**Task prompt**:
Below are records; work out how many of their lines contain the word "Option" and reply with the number only.

Stored items:
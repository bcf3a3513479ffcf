use maud::{html, Markup, DOCTYPE};
use rocket::request::FlashMessage;

use rove_core::{entities::Account, pagination::Page};

const MAIN_CSS_URL: &str = "/main.css";

pub fn page(
    title: &str,
    account: Option<&Account>,
    flash: Option<FlashMessage>,
    content: Markup,
) -> Markup {
    html! {
        (DOCTYPE)
        head{
            meta charset="utf-8";
            meta name="viewport" content="width=device-width, initial-scale=1, shrink-to-fit=no";
            title { (title) " | Rove" }
            link rel="stylesheet" href=(MAIN_CSS_URL);
        }
        body{
            (header(account))
            (flash_msg(flash))
            main { (content) }
        }
    }
}

fn flash_msg(flash: Option<FlashMessage>) -> Markup {
    html! {
        @if let Some(msg) = flash {
            div class=(format!("flash {}", msg.kind())) {
                (msg.message())
            }
        }
    }
}

fn header(account: Option<&Account>) -> Markup {
    html! {
    header {
        a class="brand" href="/" { "Rove" }
        nav {
            a href="/posts" { "posts" }
            a href="/tags" { "tags" }
            a href="/lodgings" { "lodgings" }
            @if let Some(account) = account {
                a href="/post/create" { "new post" }
                a href="/destination_folders" { "destinations" }
                a href="/to_do" { "to do" }
                a href="/account" { (account.user_name) }
                form class="logout" action="/logout" method="POST" {
                    input type="submit" value="logout";
                }
            }
            @ else {
                a href="/login" { "login" }
                a href="/register" { "register" }
            }
        }
    }
    }
}

/// Navigation between the pages of a listing at `base`.
pub fn pagination<T>(base: &str, page: &Page<T>) -> Markup {
    html! {
        @if page.prev_page().is_some() || page.next_page().is_some() {
            nav class="pagination" {
                @if let Some(prev) = page.prev_page() {
                    a href=(format!("{base}?page={prev}")) { "previous" }
                }
                span class="current" { "page " (page.page) " of " (page.pages().max(1)) }
                @if let Some(next) = page.next_page() {
                    a href=(format!("{base}?page={next}")) { "next" }
                }
            }
        }
    }
}

/// A button that submits an empty POST request.
pub fn action_button(action: &str, label: &str, class: &str) -> Markup {
    html! {
        form class="action" action=(action) method="POST" {
            input class=(class) type="submit" value=(label);
        }
    }
}
use maud::{html, Markup};
use rocket::request::FlashMessage;

use super::{form::*, page::*};
use rove_core::{
    entities::{Account, ToDo},
    pagination::Page,
};

pub fn todos(account: &Account, flash: Option<FlashMessage>, todos: &Page<ToDo>) -> Markup {
    page(
        "To Do",
        Some(account),
        flash,
        html! {
            h2 { "Your to do list" }
            a class="btn" href="/to_do/create" { "add an item" }
            ul class="todos" {
                @for todo in &todos.items {
                    li {
                        span class="name" { (todo.name) }
                        @if !todo.description.is_empty() {
                            " " span class="description" { (todo.description) }
                        }
                        a href=(format!("/to_do/modify/{}", todo.id)) { "modify" }
                        (action_button(&format!("/to_do/{}/delete/{}", account.id, todo.id), "done", ""))
                    }
                }
            }
            (pagination("/to_do", todos))
        },
    )
}

pub fn todo_form(title: &str, account: &Account, action: &str, data: &FormData) -> Markup {
    page(
        title,
        Some(account),
        None,
        html! {
          form class="todo" action=(action) method="POST" {
              fieldset{
                legend { (title) }
                (text_field(data, "name", "To do:", 20))
                (text_area(data, "description", "Description:", 100))
                input type="submit" value="save";
              }
          }
        },
    )
}
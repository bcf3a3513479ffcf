use anyhow::{anyhow, Result};
use std::{
    env, fs,
    io::ErrorKind,
    path::{Path, PathBuf},
};

mod raw;

const DEFAULT_CONFIG_FILE_NAME: &str = "rove.toml";

const ENV_NAME_DB_URL: &str = "DATABASE_URL";
const ENV_NAME_IMAGE_DIR: &str = "ROVE_IMAGE_DIR";

#[derive(Debug)]
pub struct Config {
    pub db: Db,
    pub images: Images,
}

#[derive(Debug)]
pub struct Db {
    /// SQLite connection
    pub conn_sqlite: String,
    pub conn_pool_size: u32,
}

#[derive(Debug)]
pub struct Images {
    /// File system directory for the uploaded post pictures.
    pub dir: PathBuf,
}

impl Config {
    pub fn try_load_from_file_or_default<P: AsRef<Path>>(file_path: Option<P>) -> Result<Self> {
        let file_path: &Path = file_path.as_ref().map(|p| p.as_ref()).unwrap_or_else(|| {
            log::info!("No configuration file specified. load {DEFAULT_CONFIG_FILE_NAME}");
            Path::new(DEFAULT_CONFIG_FILE_NAME)
        });

        let raw_config = match fs::read_to_string(file_path) {
            Ok(cfg_string) => {
                log::info!("Load configuration from {}", file_path.display());
                toml::from_str(&cfg_string)?
            }
            Err(err) => match err.kind() {
                ErrorKind::NotFound => {
                    log::info!(
                        "{} not found => load default configuration.",
                        file_path.display()
                    );
                    Ok(raw::Config::default())
                }
                _ => Err(err),
            }?,
        };
        let mut cfg = Self::try_from(raw_config)?;
        if let Ok(db_url) = env::var(ENV_NAME_DB_URL) {
            cfg.db.conn_sqlite = db_url;
        }
        if let Ok(dir) = env::var(ENV_NAME_IMAGE_DIR) {
            cfg.images.dir = dir.into();
        }
        Ok(cfg)
    }
}

impl TryFrom<raw::Config> for Config {
    type Error = anyhow::Error;
    fn try_from(from: raw::Config) -> Result<Self> {
        let raw::Config { db, images } = from;

        let raw::Db {
            connection_sqlite,
            connection_pool_size,
        } = db.unwrap_or_default();
        if connection_pool_size == 0 {
            return Err(anyhow!("The connection pool needs at least one connection"));
        }
        let db = Db {
            conn_sqlite: connection_sqlite,
            conn_pool_size: connection_pool_size,
        };

        let raw::Images { dir } = images.unwrap_or_default();
        if dir.as_os_str().is_empty() {
            return Err(anyhow!("No image directory defined"));
        }
        let images = Images { dir };

        Ok(Self { db, images })
    }
}
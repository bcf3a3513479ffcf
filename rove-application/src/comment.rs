use super::*;

pub fn create_comment(
    connections: &sqlite::Connections,
    account_id: AccountId,
    post_id: PostId,
    content: String,
) -> Result<CommentId> {
    run_in_transaction(connections, |conn| {
        usecases::create_comment(conn, account_id, post_id, content).inspect_err(|err| {
            warn!("Failed to comment on post {post_id}: {err}");
        })
    })
}

pub fn update_comment(
    connections: &sqlite::Connections,
    account_id: AccountId,
    comment_id: CommentId,
    content: String,
) -> Result<Comment> {
    run_in_transaction(connections, |conn| {
        usecases::update_comment(conn, account_id, comment_id, content)
    })
}

pub fn delete_comment(
    connections: &sqlite::Connections,
    account_id: AccountId,
    comment_id: CommentId,
) -> Result<Comment> {
    run_in_transaction(connections, |conn| {
        usecases::delete_comment(conn, account_id, comment_id)
    })
}
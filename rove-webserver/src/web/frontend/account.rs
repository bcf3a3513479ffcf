use maud::Markup;
use rocket::{
    self,
    form::{self, Contextual, Form},
    get,
    http::CookieJar,
    post,
    request::FlashMessage,
    response::{Flash, Redirect},
    uri, FromForm,
};

use super::{view, Result};
use crate::web::{guards::*, sqlite::Connections};
use rove_application::{error::AppError, prelude as flows};
use rove_core::usecases::{self, Error as BusinessError};

#[derive(Debug, FromForm)]
pub struct ProfileForm {
    #[field(validate = len(1..=16))]
    user_name: String,
    #[field(validate = len(1..=40))]
    location: String,
    #[field(validate = len(1..=20))]
    first_name: String,
    #[field(validate = len(1..=20))]
    last_name: String,
}

impl ProfileForm {
    const FIELDS: &'static [&'static str] =
        &["user_name", "location", "first_name", "last_name"];
}

impl From<ProfileForm> for usecases::ProfileUpdate {
    fn from(from: ProfileForm) -> Self {
        let ProfileForm {
            user_name,
            location,
            first_name,
            last_name,
        } = from;
        Self {
            user_name,
            location,
            first_name,
            last_name,
        }
    }
}

#[get("/account")]
pub fn get_account(identity: Identity, flash: Option<FlashMessage>) -> Markup {
    view::account(identity.account(), flash)
}

#[get("/account/modify")]
pub fn get_account_modify(identity: Identity) -> Markup {
    let account = identity.account();
    let data = view::FormData::default()
        .with_value("user_name", &account.user_name)
        .with_value("location", &account.location)
        .with_value("first_name", &account.first_name)
        .with_value("last_name", &account.last_name);
    view::modify_account(account, &data)
}

#[post("/account/modify", data = "<form>")]
pub fn post_account_modify(
    identity: Identity,
    db: Connections,
    form: Form<Contextual<'_, ProfileForm>>,
) -> Result {
    let mut form = form.into_inner();
    if let Some(update) = form.value.take() {
        match flows::update_profile(&db, identity.id(), update.into()) {
            Ok(()) => {
                return Ok(Flash::success(
                    Redirect::to(uri!(get_account)),
                    "Your account has been updated!",
                )
                .into());
            }
            Err(AppError::Business(BusinessError::UserNameTaken)) => {
                form.context.push_error(
                    form::Error::validation(
                        "That username is taken. Please choose a different one.",
                    )
                    .with_name("user_name"),
                );
            }
            Err(err) => return Err(err.into()),
        }
    }
    let data = view::FormData::from_context(&form.context, ProfileForm::FIELDS);
    Ok(view::modify_account(identity.account(), &data).into())
}

#[post("/account/delete")]
pub fn post_account_delete(
    identity: Identity,
    db: Connections,
    images: &Images,
    cookies: &CookieJar<'_>,
) -> Result<Redirect> {
    cookies.remove_private(COOKIE_ACCOUNT_KEY);
    flows::delete_account(&db, images.storage(), identity.id())?;
    info!("Deleted account {}", identity.id());
    Ok(Redirect::to(uri!(super::get_index)))
}
//! AWS Lambda transport for the short link service.
//!
//! The HTTP trigger supplies the method, the `shortCode` path parameter
//! and the raw body; the answer goes back as an API Gateway response.

use lambda_http::http::header::CONTENT_TYPE;
use lambda_http::http::{HeaderValue, StatusCode};
use lambda_http::{Body, Error, Request, RequestExt, Response};
use shortly_shortener::{LinkRequest, LinkResponse, RequestHandler, RequestKind, SHORT_CODE_PARAM};
use std::collections::HashMap;
use tracing::{error, trace};

/// Runs one Lambda invocation through the request handler.
pub async fn handle_event(handler: &RequestHandler, event: Request) -> Result<Response<Body>, Error> {
    let request = link_request(&event);
    trace!(kind = ?request.kind, "handling lambda event");

    Ok(into_lambda_response(handler.handle(request).await))
}

fn link_request(event: &Request) -> LinkRequest {
    let path_parameters = event
        .path_parameters()
        .first(SHORT_CODE_PARAM)
        .map(|code| HashMap::from([(SHORT_CODE_PARAM.to_string(), code.to_string())]))
        .unwrap_or_default();

    let body = match event.body() {
        Body::Text(text) => Some(text.clone()),
        Body::Binary(bytes) => String::from_utf8(bytes.clone()).ok(),
        _ => None,
    };

    LinkRequest {
        kind: RequestKind::from_method(event.method().as_str()),
        body,
        path_parameters,
    }
}

/// Renders a [`LinkResponse`], falling back to a plain `500` when a header
/// cannot be carried, e.g. a stored URL with control characters.
fn into_lambda_response(response: LinkResponse) -> Response<Body> {
    match build_response(&response) {
        Ok(built) => built,
        Err(err) => {
            error!(error = %err, status = response.status, "response cannot be represented");
            internal_error_response()
        }
    }
}

fn build_response(response: &LinkResponse) -> Result<Response<Body>, lambda_http::http::Error> {
    let mut builder = Response::builder().status(response.status);
    for (name, value) in &response.headers {
        builder = builder.header(*name, value.as_str());
    }

    builder.body(Body::Text(response.body.clone()))
}

fn internal_error_response() -> Response<Body> {
    let mut response = Response::new(Body::Text(LinkResponse::internal_error().body));
    *response.status_mut() = StatusCode::INTERNAL_SERVER_ERROR;
    response
        .headers_mut()
        .insert(CONTENT_TYPE, HeaderValue::from_static("application/json"));
    response
}

#[cfg(test)]
mod tests {
    use super::*;
    use lambda_http::http::Method;
    use serde_json::{json, Value};
    use shortly_generator::SeqGenerator;
    use shortly_shortener::{HandlerConfig, ShortenerService};
    use shortly_storage::InMemoryRepository;
    use std::sync::Arc;

    fn test_handler() -> RequestHandler {
        let service = ShortenerService::new(InMemoryRepository::new(), SeqGenerator::with_offset(0xab12cd));
        RequestHandler::new(Arc::new(service), HandlerConfig::default())
    }

    fn event(method: Method, body: Body, code: Option<&str>) -> Request {
        let mut request = Request::new(body);
        *request.method_mut() = method;
        match code {
            Some(code) => request.with_path_parameters(HashMap::from([(
                SHORT_CODE_PARAM.to_string(),
                code.to_string(),
            )])),
            None => request,
        }
    }

    fn body_json(response: &Response<Body>) -> Value {
        match response.body() {
            Body::Text(text) => serde_json::from_str(text).unwrap(),
            other => panic!("unexpected body: {other:?}"),
        }
    }

    #[test]
    fn event_maps_to_link_request() {
        let request = link_request(&event(
            Method::GET,
            Body::Empty,
            Some("ab12cd"),
        ));
        assert_eq!(request.kind, RequestKind::Resolve);
        assert_eq!(request.short_code(), Some("ab12cd"));
        assert!(request.body.is_none());

        let request = link_request(&event(
            Method::POST,
            Body::Binary(br#"{"longUrl":"https://a.example"}"#.to_vec()),
            None,
        ));
        assert_eq!(request.kind, RequestKind::Create);
        assert_eq!(request.body.as_deref(), Some(r#"{"longUrl":"https://a.example"}"#));
    }

    #[tokio::test]
    async fn create_then_redirect() {
        let handler = test_handler();

        let created = handle_event(
            &handler,
            event(
                Method::POST,
                Body::Text(r#"{"longUrl": "https://example.com/page"}"#.to_string()),
                None,
            ),
        )
        .await
        .unwrap();
        assert_eq!(created.status(), 200);
        assert_eq!(body_json(&created), json!({ "shortUrl": "https://short.ly/ab12cd" }));

        let redirect = handle_event(&handler, event(Method::GET, Body::Empty, Some("ab12cd")))
            .await
            .unwrap();
        assert_eq!(redirect.status(), 301);
        assert_eq!(redirect.headers()["location"], "https://example.com/page");
    }

    #[tokio::test]
    async fn missing_body_is_internal_error() {
        let handler = test_handler();

        let response = handle_event(&handler, event(Method::POST, Body::Empty, None))
            .await
            .unwrap();
        assert_eq!(response.status(), 500);
        assert_eq!(body_json(&response), json!({ "error": "Internal Server Error" }));
    }

    #[tokio::test]
    async fn unrepresentable_location_is_internal_error() {
        let handler = test_handler();

        let created = handle_event(
            &handler,
            event(
                Method::POST,
                Body::Text(json!({ "longUrl": "https://a.example/\r\nSet-Cookie: x=1" }).to_string()),
                None,
            ),
        )
        .await
        .unwrap();
        assert_eq!(created.status(), 200);

        let response = handle_event(&handler, event(Method::GET, Body::Empty, Some("ab12cd")))
            .await
            .unwrap();
        assert_eq!(response.status(), 500);
        assert_eq!(response.headers()["content-type"], "application/json");
        assert!(response.headers().get("location").is_none());
        assert!(response.headers().get("set-cookie").is_none());
        assert_eq!(body_json(&response), json!({ "error": "Internal Server Error" }));
    }

    #[tokio::test]
    async fn put_is_unsupported() {
        let handler = test_handler();

        let response = handle_event(&handler, event(Method::PUT, Body::Empty, Some("ab12cd")))
            .await
            .unwrap();
        assert_eq!(response.status(), 400);
        assert_eq!(body_json(&response), json!({ "error": "Unsupported request method" }));
    }
}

**Result for this exercise**:
8